I went back to school as an adult and became the first in my family to earn a degree. I discovered that one of the best ways I serve myself is through serving others, and I have spent nearly ten years working in the mental health field. Today, I work at a suicide prevention and crisis hotline for young people, spending my days listening to stories that resonate with experiences from my own past. They’re finding their way, navigating a world that doesn’t always make room for them. I am here to listen, offering support as they discover their own direction. In their voices, I hear echoes of who I was, and each day, I show up for them as the person I needed back then — the person I once thought couldn’t exist. I’ve come to realize that I can be that person I needed when I was younger, for myself as much as for others.

Now, when I look in the mirror, I see him — the ghost I once imagined. He feels both unfamiliar, with my face etched by new lines, and deeply familiar, as a reflection of every step that brought me here.

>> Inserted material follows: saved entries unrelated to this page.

//! Name-based model capability detection.
//!
//! ```rust
//! use kprovider::CapabilityDetector;
//!
//! let detector = CapabilityDetector::default();
//! let caps = detector.detect("LLaVA:7b");
//! assert!(caps.vision && caps.multimodal && caps.streaming);
//! assert!(!caps.tools);
//! ```

/// Feature flags derived from a model name.
#[derive(Debug, Clone, Copy, PartialEq, Eq)]
pub struct CapabilitySet {
    pub vision: bool,
    pub tools: bool,
    pub multimodal: bool,
    pub streaming: bool,
}

impl Default for CapabilitySet {
    fn default() -> Self {
        Self {
            vision: false,
            tools: false,
            multimodal: false,
            streaming: true,
        }
    }
}

pub const DEFAULT_VISION_KEYWORDS: &[&str] =
    &["vision", "llava", "bakllava", "moondream", "minicpm-v"];

pub const DEFAULT_TOOL_KEYWORDS: &[&str] = &[
    "functionary",
    "hermes",
    "mistral",
    "mixtral",
    "codellama",
    "llama3",
    "qwen",
];

/// Matches model names against two keyword tables, case-insensitively.
#[derive(Debug, Clone, PartialEq, Eq)]
pub struct CapabilityDetector {
    vision_keywords: Vec<String>,
    tool_keywords: Vec<String>,
}

impl Default for CapabilityDetector {
    fn default() -> Self {
        Self::new(
            DEFAULT_VISION_KEYWORDS.iter().copied(),
            DEFAULT_TOOL_KEYWORDS.iter().copied(),
        )
    }
}

impl CapabilityDetector {
    pub fn new<V, T, S>(vision_keywords: V, tool_keywords: T) -> Self
    where
        V: IntoIterator<Item = S>,
        T: IntoIterator<Item = S>,
        S: Into<String>,
    {
        Self {
            vision_keywords: normalize(vision_keywords),
            tool_keywords: normalize(tool_keywords),
        }
    }

    pub fn with_tool_keyword(mut self, keyword: impl Into<String>) -> Self {
        self.tool_keywords.push(keyword.into().to_lowercase());
        self
    }

    pub fn with_vision_keyword(mut self, keyword: impl Into<String>) -> Self {
        self.vision_keywords.push(keyword.into().to_lowercase());
        self
    }

    pub fn detect(&self, model_name: &str) -> CapabilitySet {
        let name = model_name.to_lowercase();
        let vision = matches_any(&name, &self.vision_keywords);
        let tools = matches_any(&name, &self.tool_keywords);

        CapabilitySet {
            vision,
            tools,
            multimodal: vision,
            streaming: true,
        }
    }
}

fn normalize<I, S>(keywords: I) -> Vec<String>
where
    I: IntoIterator<Item = S>,
    S: Into<String>,
{
    keywords
        .into_iter()
        .map(|keyword| keyword.into().to_lowercase())
        .filter(|keyword| !keyword.is_empty())
        .collect()
}

fn matches_any(name: &str, keywords: &[String]) -> bool {
    keywords.iter().any(|keyword| name.contains(keyword.as_str()))
}

#[cfg(test)]
mod tests {
    use super::*;

    #[test]
    fn every_vision_keyword_enables_vision_and_multimodal() {
        let detector = CapabilityDetector::default();
        for keyword in DEFAULT_VISION_KEYWORDS {
            let upper = format!("Org/{}-Latest", keyword.to_uppercase());
            let caps = detector.detect(&upper);
            assert!(caps.vision, "{upper} should have vision");
            assert!(caps.multimodal, "{upper} should be multimodal");
            assert!(caps.streaming);
        }
    }

    #[test]
    fn tool_keywords_enable_tools_only() {
        let detector = CapabilityDetector::default();
        for name in ["llama3.1:8b", "codellama:13b", "mistral:7b", "Qwen2.5", "nous-hermes2"] {
            let caps = detector.detect(name);
            assert!(caps.tools, "{name} should support tools");
            assert!(!caps.vision, "{name} should not have vision");
        }
    }

    #[test]
    fn unrecognized_name_only_streams() {
        let caps = CapabilityDetector::default().detect("tinyllama:1b");
        assert_eq!(caps, CapabilitySet::default());
    }

    #[test]
    fn multiple_keyword_hits_use_union_semantics() {
        let caps = CapabilityDetector::default().detect("llava-llama3-vision");
        assert!(caps.vision);
        assert!(caps.tools);
    }

    #[test]
    fn injected_tables_replace_defaults() {
        let detector = CapabilityDetector::new(["eyes"], ["phi"]).with_tool_keyword("Gemma");
        assert!(detector.detect("phi3:mini").tools);
        assert!(detector.detect("gemma2:9b").tools);
        assert!(detector.detect("big-EYES").vision);
        assert!(!detector.detect("llava:7b").vision);
    }
}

It’s taken time to understand, but I realize now he was never a ghost at all. He was me — the future I couldn’t see from where I stood back then. I’m becoming the person I needed all along, the person I always had the strength to become. In that process, I find hope — hope that the life I’m building, however unexpected, has room for all of me and room for those who need me. Each line on my face, each sign of aging, is a testament to the boy who braved those early days, the boy who carried me here to see this moment. For all the times I nearly let go, I’m here. I don’t plan too far ahead, but I think about the life I want to keep building — the life I never thought possible. I think of my children and the lives they’ll create, of my partner and their journey, of my mother and her path to recovery, and of the community I’ve built with others who share these lived experiences. They ground me, offering the strength I once sought alone. I belong here — not as a shadow or a ghost, but as someone who has claimed his place. I stand on the other side of everything I thought would break me, anchored in the life I’ve fought to build, and ready for what comes next.